Et elle ajouta avec une sombre amertume:

—Ce notaire m'a réduite à l'aumône, il faut pourtant que je me rompe aux nécessités de ma position; il ne s'agit plus de scrupules, de délicatesse, cela était bon autrefois; maintenant il faut que je tende la main pour ma fille et pour moi; oui, si je ne trouve pas de travail... il faudra bien me résoudre à implorer la charité des autres, puisque le notaire l'aura voulu.

«Il y a sans doute là-dedans une adresse, un art que l'expérience vous donne; j'apprendrai; c'est un métier comme un autre, ajouta-t-elle avec une sorte d'exaltation délirante. Il me semble pourtant que j'ai tout ce qu'il faut pour intéresser... des malheurs horribles, immérités, et une fille de seize ans... un ange... oui, mais il faut savoir, il faut oser faire valoir ces avantages; j'y parviendrai.

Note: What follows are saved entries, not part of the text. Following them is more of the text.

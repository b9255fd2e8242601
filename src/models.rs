use serde::{Deserialize, Serialize};
use std::collections::BTreeSet;

/// One series as it appears on a browse or search listing.
#[derive(Debug, Serialize, Deserialize, Clone, PartialEq, Eq)]
pub struct CatalogEntry {
    pub title: String,
    pub thumbnail_url: Option<String>,
    /// Host-relative (path, query and fragment only).
    pub relative_url: String,
}

#[derive(Debug, Serialize, Deserialize, Clone, Copy, PartialEq, Eq, Default)]
pub enum MangaStatus {
    Ongoing,
    Completed,
    OnHiatus,
    Cancelled,
    #[default]
    Unknown,
}

#[derive(Debug, Serialize, Deserialize, Clone, PartialEq, Eq)]
pub struct DetailRecord {
    pub title: String,
    pub thumbnail_url: Option<String>,
    pub description: Option<String>,
    pub status: MangaStatus,
    pub author: Option<String>,
    pub artist: Option<String>,
    pub genres: Vec<String>,
}

#[derive(Debug, Serialize, Deserialize, Clone, PartialEq, Eq)]
pub struct ChapterEntry {
    pub relative_url: String,
    pub display_name: String,
    /// Epoch milliseconds, 0 when the source date could not be read.
    pub upload_timestamp: i64,
}

#[derive(Debug, Serialize, Deserialize, Clone, PartialEq, Eq)]
pub struct PageEntry {
    pub index: u32,
    pub image_url: String,
}

#[derive(Debug, Serialize, Deserialize, Clone, PartialEq, Eq, Hash)]
pub struct Genre {
    pub display_name: String,
    /// Value sent back as the filter parameter.
    pub id: String,
}

impl Genre {
    pub fn new(display_name: impl Into<String>, id: impl Into<String>) -> Self {
        Self {
            display_name: display_name.into(),
            id: id.into(),
        }
    }

    /// Genre whose id is its display name.
    pub fn named(display_name: impl Into<String>) -> Self {
        let display_name = display_name.into();
        Self {
            id: display_name.clone(),
            display_name,
        }
    }
}

/// Browse/search result envelope.
#[derive(Debug, Serialize, Deserialize, Clone, PartialEq, Eq)]
pub struct MangasPage {
    pub entries: Vec<CatalogEntry>,
    pub has_next_page: bool,
}

/// Caller-supplied search selections, built fresh for every search call.
#[derive(Debug, Clone, Default, PartialEq, Eq)]
pub struct FilterState {
    pub text_query: String,
    pub selected_genre_ids: BTreeSet<String>,
}

impl FilterState {
    pub fn new<I, S>(text_query: impl Into<String>, genre_ids: I) -> Self
    where
        I: IntoIterator<Item = S>,
        S: Into<String>,
    {
        Self {
            text_query: text_query.into(),
            selected_genre_ids: genre_ids.into_iter().map(Into::into).collect(),
        }
    }
}

/// What a host should render as the filter UI for a source.
#[derive(Debug, Serialize, Clone, PartialEq, Eq)]
#[serde(tag = "type", rename_all = "snake_case")]
pub enum FilterItem {
    Header { text: String },
    Genres { title: String, genres: Vec<Genre> },
}

#[derive(Debug, Serialize, Clone)]
pub struct SourceInfo {
    pub id: String,
    pub name: String,
    pub base_url: String,
    pub language: String,
    pub pagination: String,
}
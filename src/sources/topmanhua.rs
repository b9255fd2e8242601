use crate::site::{SiteConfig, SiteOverrides};

pub const ID: &str = "topmanhua";
const BASE_URL: &str = "https://topmanhua.com";

pub fn config() -> SiteConfig {
    SiteConfig {
        // The site does not flag its content type.
        filter_non_manga_items: false,
        popular_path: "/manhua/{page}?m_orderby=views",
        latest_path: "/manhua/{page}?m_orderby=latest",
        ..crate::sources::madara::site(ID, "Top Manhua", BASE_URL, "en", "MM/dd/yy")
    }
}

/// The first listing page lives at the archive root.
fn page_segment(page: u32) -> String {
    if page <= 1 {
        String::new()
    } else {
        format!("page/{}/", page)
    }
}

pub fn overrides() -> SiteOverrides {
    SiteOverrides {
        page_segment,
        parse_status: crate::sources::madara::parse_status,
    }
}

#[cfg(test)]
mod tests {
    use super::*;

    #[test]
    fn test_page_segment() {
        assert_eq!(page_segment(1), "");
        assert_eq!(page_segment(2), "page/2/");
    }
}
use crate::site::{SiteConfig, SiteOverrides};

pub const ID: &str = "edscanlation";
const BASE_URL: &str = "https://edscanlation.fr";

/// French Keyoapp site; dates are still rendered with English month names.
pub fn config() -> SiteConfig {
    crate::sources::keyoapp::site(ID, "ED Scanlation", BASE_URL, "fr")
}

pub fn overrides() -> SiteOverrides {
    SiteOverrides::default()
}
//! Transport boundary between the extraction pipeline and the network.
//!
//! The pipeline only builds [`Request`] values and reads [`Response`] values;
//! anything that can execute a request (the retrying reqwest client, a rate
//! limited wrapper, a canned test stub) implements [`DocumentFetcher`].

use crate::error::{Result, ScrapeError};
use async_trait::async_trait;
use reqwest::header::{HeaderMap, HeaderName, HeaderValue};
use reqwest::Method;

#[derive(Debug, Clone)]
pub struct Request {
    pub method: Method,
    pub url: String,
    pub headers: HeaderMap,
    /// Already form-encoded body for POST requests.
    pub body: Option<String>,
}

impl Request {
    pub fn get(url: impl Into<String>, headers: HeaderMap) -> Self {
        Self {
            method: Method::GET,
            url: url.into(),
            headers,
            body: None,
        }
    }

    /// POST with an `application/x-www-form-urlencoded` body.
    ///
    /// Content-Type and Content-Length are set from the encoded body.
    pub fn post_form(url: impl Into<String>, mut headers: HeaderMap, fields: &[(&str, &str)]) -> Self {
        let body = url::form_urlencoded::Serializer::new(String::new())
            .extend_pairs(fields.iter())
            .finish();

        headers.insert(
            reqwest::header::CONTENT_LENGTH,
            HeaderValue::from(body.len() as u64),
        );
        headers.insert(
            reqwest::header::CONTENT_TYPE,
            HeaderValue::from_static("application/x-www-form-urlencoded"),
        );

        Self {
            method: Method::POST,
            url: url.into(),
            headers,
            body: Some(body),
        }
    }

    pub fn with_header(mut self, name: &'static str, value: &'static str) -> Self {
        self.headers
            .insert(HeaderName::from_static(name), HeaderValue::from_static(value));
        self
    }

    /// All values of a form field, in body order.
    pub fn form_values(&self, key: &str) -> Vec<String> {
        self.body
            .as_deref()
            .map(|body| {
                url::form_urlencoded::parse(body.as_bytes())
                    .filter(|(k, _)| k == key)
                    .map(|(_, v)| v.into_owned())
                    .collect()
            })
            .unwrap_or_default()
    }

    pub fn form_value(&self, key: &str) -> Option<String> {
        self.form_values(key).into_iter().next()
    }

    pub fn header(&self, name: &str) -> Option<&str> {
        self.headers.get(name).and_then(|v| v.to_str().ok())
    }
}

#[derive(Debug, Clone)]
pub struct Response {
    pub status: u16,
    pub body: Vec<u8>,
}

impl Response {
    pub fn is_success(&self) -> bool {
        (200..300).contains(&self.status)
    }

    /// Body as text, or `FetchFailed` for non-2xx responses.
    pub fn into_text(self, url: &str) -> Result<String> {
        if !self.is_success() {
            return Err(ScrapeError::fetch_failed(
                url,
                format!("HTTP status {}", self.status),
            ));
        }
        String::from_utf8(self.body).map_err(|e| ScrapeError::fetch_failed(url, e))
    }
}

#[async_trait]
pub trait DocumentFetcher: Send + Sync {
    /// Execute one request. Transport errors surface as `FetchFailed`;
    /// non-2xx statuses are returned as-is for the caller to judge.
    async fn execute(&self, request: &Request) -> Result<Response>;
}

Après tout, de quoi me plaindrais-je? s'écria-t-elle avec un éclat de rire sinistre. La fortune est précaire, périssable... Le notaire m'aura au moins appris un état.

Mme de Fermont resta un moment absorbée dans ses pensées; puis elle reprit avec plus de calme:

—J'ai souvent pensé à demander un emploi; ce que j'envie, c'est le sort de la domestique de cette femme qui loge au premier; si j'avais cette place, peut-être, avec mes gages, pourrais-je suffire aux besoins de Claire... peut-être, par la protection de cette femme, pourrais-je trouver quelque ouvrage pour ma fille... qui resterait ici... Comme cela je ne la quitterais pas. Quel bonheur... si cela pouvait s'arranger ainsi!... Oh! non, non, ce serait trop beau... ce serait un rêve!... Et puis, pour prendre sa place, il faudrait faire renvoyer cette servante... et peut-être son sort serait-il alors aussi malheureux que le nôtre. Eh bien! tant pis, tant pis... a-t-on mis du scrupule à me dépouiller, moi? Ma fille avant tout. Voyons, comment m'introduire chez cette femme du premier? Par quel moyen évincer sa domestique? Car une telle place serait pour nous une position inespérée.

Deux ou trois coups violents frappés à la porte firent tressaillir Mme de Fermont et éveillèrent sa fille en sursaut.